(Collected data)
***

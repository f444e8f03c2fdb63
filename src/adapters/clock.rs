use crate::domain::ports::Clock;
use chrono::{DateTime, Utc};

#[derive(Debug, Clone, Copy, Default)]
pub struct SystemClock;

impl Clock for SystemClock {
    fn now_utc(&self) -> DateTime<Utc> {
        Utc::now()
    }
}

/// Always reports the same instant.
#[derive(Debug, Clone, Copy)]
pub struct FixedClock {
    instant: DateTime<Utc>,
}

impl FixedClock {
    pub fn new(instant: DateTime<Utc>) -> Self {
        Self { instant }
    }
}

impl Clock for FixedClock {
    fn now_utc(&self) -> DateTime<Utc> {
        self.instant
    }
}
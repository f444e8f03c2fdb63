use crate::domain::model::{RootNumber, MASTER_NUMBERS};

/// Sum of the base-10 digits of `n`.
pub fn digit_sum(n: u32) -> u32 {
    n.to_string()
        .chars()
        .filter_map(|c| c.to_digit(10))
        .sum()
}

/// Repeated digit-sum until a single digit remains, stopping early on 11, 22 or 33.
pub fn reduce(mut n: u32) -> RootNumber {
    while n > 9 && !MASTER_NUMBERS.contains(&n) {
        n = digit_sum(n);
    }
    RootNumber::new(n)
}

***

__Exercise requirements__. Find the string "FixedClock" in the data. Report each line it appears in.

__Result for this task__.
pub struct FixedClock {
impl FixedClock {
impl Clock for FixedClock {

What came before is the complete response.